*** Opening of Provided records ***

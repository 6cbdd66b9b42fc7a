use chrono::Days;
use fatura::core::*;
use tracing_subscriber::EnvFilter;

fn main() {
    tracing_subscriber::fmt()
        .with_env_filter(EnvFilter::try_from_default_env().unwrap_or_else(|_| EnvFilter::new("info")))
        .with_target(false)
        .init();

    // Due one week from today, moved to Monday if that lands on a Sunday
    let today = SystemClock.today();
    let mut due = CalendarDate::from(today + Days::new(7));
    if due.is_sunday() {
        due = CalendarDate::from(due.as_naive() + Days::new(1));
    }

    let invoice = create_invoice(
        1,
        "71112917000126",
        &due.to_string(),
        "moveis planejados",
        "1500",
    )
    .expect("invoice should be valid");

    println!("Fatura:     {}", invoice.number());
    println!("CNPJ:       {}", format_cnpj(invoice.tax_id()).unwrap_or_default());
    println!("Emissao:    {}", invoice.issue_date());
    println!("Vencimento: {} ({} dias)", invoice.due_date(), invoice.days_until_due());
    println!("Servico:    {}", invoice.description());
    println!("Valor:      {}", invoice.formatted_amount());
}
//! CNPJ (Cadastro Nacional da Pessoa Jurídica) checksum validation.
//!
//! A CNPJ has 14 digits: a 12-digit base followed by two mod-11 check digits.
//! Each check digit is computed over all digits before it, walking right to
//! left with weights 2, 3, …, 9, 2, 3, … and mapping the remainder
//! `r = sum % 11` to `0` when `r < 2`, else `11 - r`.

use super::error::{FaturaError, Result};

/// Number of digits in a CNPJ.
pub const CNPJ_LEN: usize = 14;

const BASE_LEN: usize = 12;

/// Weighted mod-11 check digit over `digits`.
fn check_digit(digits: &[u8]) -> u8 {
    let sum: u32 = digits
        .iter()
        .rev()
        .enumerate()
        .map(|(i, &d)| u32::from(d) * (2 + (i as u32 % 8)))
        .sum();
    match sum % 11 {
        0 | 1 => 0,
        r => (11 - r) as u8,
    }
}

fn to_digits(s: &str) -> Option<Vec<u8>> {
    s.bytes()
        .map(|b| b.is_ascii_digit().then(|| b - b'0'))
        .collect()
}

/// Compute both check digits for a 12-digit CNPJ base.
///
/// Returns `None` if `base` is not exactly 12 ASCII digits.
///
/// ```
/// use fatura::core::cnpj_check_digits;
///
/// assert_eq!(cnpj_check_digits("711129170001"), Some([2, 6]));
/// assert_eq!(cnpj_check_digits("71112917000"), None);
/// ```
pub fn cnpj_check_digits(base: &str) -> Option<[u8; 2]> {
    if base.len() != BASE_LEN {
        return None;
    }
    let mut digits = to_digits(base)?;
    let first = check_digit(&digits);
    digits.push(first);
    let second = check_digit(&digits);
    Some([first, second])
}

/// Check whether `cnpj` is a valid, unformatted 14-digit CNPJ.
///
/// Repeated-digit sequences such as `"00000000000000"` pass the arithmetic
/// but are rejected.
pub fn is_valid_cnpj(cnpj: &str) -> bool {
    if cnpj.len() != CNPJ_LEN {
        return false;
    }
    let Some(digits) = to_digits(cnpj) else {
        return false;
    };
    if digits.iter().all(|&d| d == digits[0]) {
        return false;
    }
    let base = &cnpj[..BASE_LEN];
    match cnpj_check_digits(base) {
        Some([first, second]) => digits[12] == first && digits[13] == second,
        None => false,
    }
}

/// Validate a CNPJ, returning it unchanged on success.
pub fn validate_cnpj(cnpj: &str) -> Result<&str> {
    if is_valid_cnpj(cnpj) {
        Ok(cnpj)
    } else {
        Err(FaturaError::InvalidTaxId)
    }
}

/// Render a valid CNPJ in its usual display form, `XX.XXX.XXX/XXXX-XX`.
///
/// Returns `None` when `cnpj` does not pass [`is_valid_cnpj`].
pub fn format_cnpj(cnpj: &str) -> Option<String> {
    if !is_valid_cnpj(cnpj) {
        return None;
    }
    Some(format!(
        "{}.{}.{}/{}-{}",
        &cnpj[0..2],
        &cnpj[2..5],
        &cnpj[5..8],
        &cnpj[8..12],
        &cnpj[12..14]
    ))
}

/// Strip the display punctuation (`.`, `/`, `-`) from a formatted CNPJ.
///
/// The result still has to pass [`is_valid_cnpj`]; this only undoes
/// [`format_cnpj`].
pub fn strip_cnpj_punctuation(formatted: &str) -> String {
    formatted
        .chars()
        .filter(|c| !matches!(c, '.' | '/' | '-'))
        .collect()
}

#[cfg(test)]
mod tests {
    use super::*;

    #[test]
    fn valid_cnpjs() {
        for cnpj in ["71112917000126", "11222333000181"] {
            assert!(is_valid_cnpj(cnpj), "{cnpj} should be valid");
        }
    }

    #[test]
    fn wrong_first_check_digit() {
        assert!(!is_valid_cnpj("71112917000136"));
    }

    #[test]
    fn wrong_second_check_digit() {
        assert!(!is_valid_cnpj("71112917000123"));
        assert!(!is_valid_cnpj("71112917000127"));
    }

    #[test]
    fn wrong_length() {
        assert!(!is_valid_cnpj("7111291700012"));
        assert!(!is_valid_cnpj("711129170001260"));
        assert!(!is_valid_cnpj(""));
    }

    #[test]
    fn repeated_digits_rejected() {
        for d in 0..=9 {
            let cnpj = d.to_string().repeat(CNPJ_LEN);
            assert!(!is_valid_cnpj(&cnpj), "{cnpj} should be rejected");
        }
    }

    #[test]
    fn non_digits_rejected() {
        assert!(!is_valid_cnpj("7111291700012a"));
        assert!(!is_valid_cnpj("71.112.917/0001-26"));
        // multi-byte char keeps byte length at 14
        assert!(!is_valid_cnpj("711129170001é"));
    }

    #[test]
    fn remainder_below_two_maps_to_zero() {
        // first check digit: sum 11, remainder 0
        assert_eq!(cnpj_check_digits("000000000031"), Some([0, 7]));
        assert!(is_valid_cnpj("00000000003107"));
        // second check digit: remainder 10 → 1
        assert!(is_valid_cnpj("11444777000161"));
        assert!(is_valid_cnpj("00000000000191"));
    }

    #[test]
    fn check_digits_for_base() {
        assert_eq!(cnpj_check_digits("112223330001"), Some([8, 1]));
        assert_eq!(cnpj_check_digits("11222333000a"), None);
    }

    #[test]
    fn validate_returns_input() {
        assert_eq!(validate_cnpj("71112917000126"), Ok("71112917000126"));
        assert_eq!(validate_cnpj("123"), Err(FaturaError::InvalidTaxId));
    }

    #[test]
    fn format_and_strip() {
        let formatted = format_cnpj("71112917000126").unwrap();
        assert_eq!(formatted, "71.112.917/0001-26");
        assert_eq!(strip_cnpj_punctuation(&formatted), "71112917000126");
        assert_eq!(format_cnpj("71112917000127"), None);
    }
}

*** Close of Provided records ***
*** Opening of Provided records ***

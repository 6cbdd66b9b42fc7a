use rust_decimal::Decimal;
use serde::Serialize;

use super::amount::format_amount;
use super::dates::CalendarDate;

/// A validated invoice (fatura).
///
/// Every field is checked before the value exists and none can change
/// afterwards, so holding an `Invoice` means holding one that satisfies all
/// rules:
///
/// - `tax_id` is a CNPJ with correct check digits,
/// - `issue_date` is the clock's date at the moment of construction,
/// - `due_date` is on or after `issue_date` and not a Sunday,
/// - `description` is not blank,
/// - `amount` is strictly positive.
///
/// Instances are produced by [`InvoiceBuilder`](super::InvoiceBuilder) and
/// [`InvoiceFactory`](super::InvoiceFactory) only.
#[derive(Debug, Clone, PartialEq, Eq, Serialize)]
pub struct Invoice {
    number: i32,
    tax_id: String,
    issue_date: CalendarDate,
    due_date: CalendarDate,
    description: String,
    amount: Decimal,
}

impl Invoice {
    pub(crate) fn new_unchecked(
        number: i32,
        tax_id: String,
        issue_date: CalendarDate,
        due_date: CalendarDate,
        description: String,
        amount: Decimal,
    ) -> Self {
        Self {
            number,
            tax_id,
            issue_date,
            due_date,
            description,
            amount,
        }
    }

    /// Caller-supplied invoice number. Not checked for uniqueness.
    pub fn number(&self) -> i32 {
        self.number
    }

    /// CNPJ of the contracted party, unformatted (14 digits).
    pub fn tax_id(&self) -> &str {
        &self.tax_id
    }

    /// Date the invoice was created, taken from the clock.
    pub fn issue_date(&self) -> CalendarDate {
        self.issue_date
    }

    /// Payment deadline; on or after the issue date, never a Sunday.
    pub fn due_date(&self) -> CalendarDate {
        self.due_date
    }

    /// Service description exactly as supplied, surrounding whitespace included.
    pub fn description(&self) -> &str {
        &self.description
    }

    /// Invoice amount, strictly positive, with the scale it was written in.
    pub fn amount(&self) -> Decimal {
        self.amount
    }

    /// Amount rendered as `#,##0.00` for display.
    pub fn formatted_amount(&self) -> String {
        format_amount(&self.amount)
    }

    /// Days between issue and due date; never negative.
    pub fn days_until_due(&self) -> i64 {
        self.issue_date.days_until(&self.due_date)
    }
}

*** Close of Provided records ***

Task statement: Working from the data above, extract solely the lines from the one containing "let first = check_digit(&digits);" through the one containing "but are rejected.", exactly as they appear, both included.

Solution for this exercise:
    let first = check_digit(&digits);
    digits.push(first);
    let second = check_digit(&digits);
    Some([first, second])
}

/// Check whether `cnpj` is a valid, unformatted 14-digit CNPJ.
///
/// Repeated-digit sequences such as `"00000000000000"` pass the arithmetic
/// but are rejected.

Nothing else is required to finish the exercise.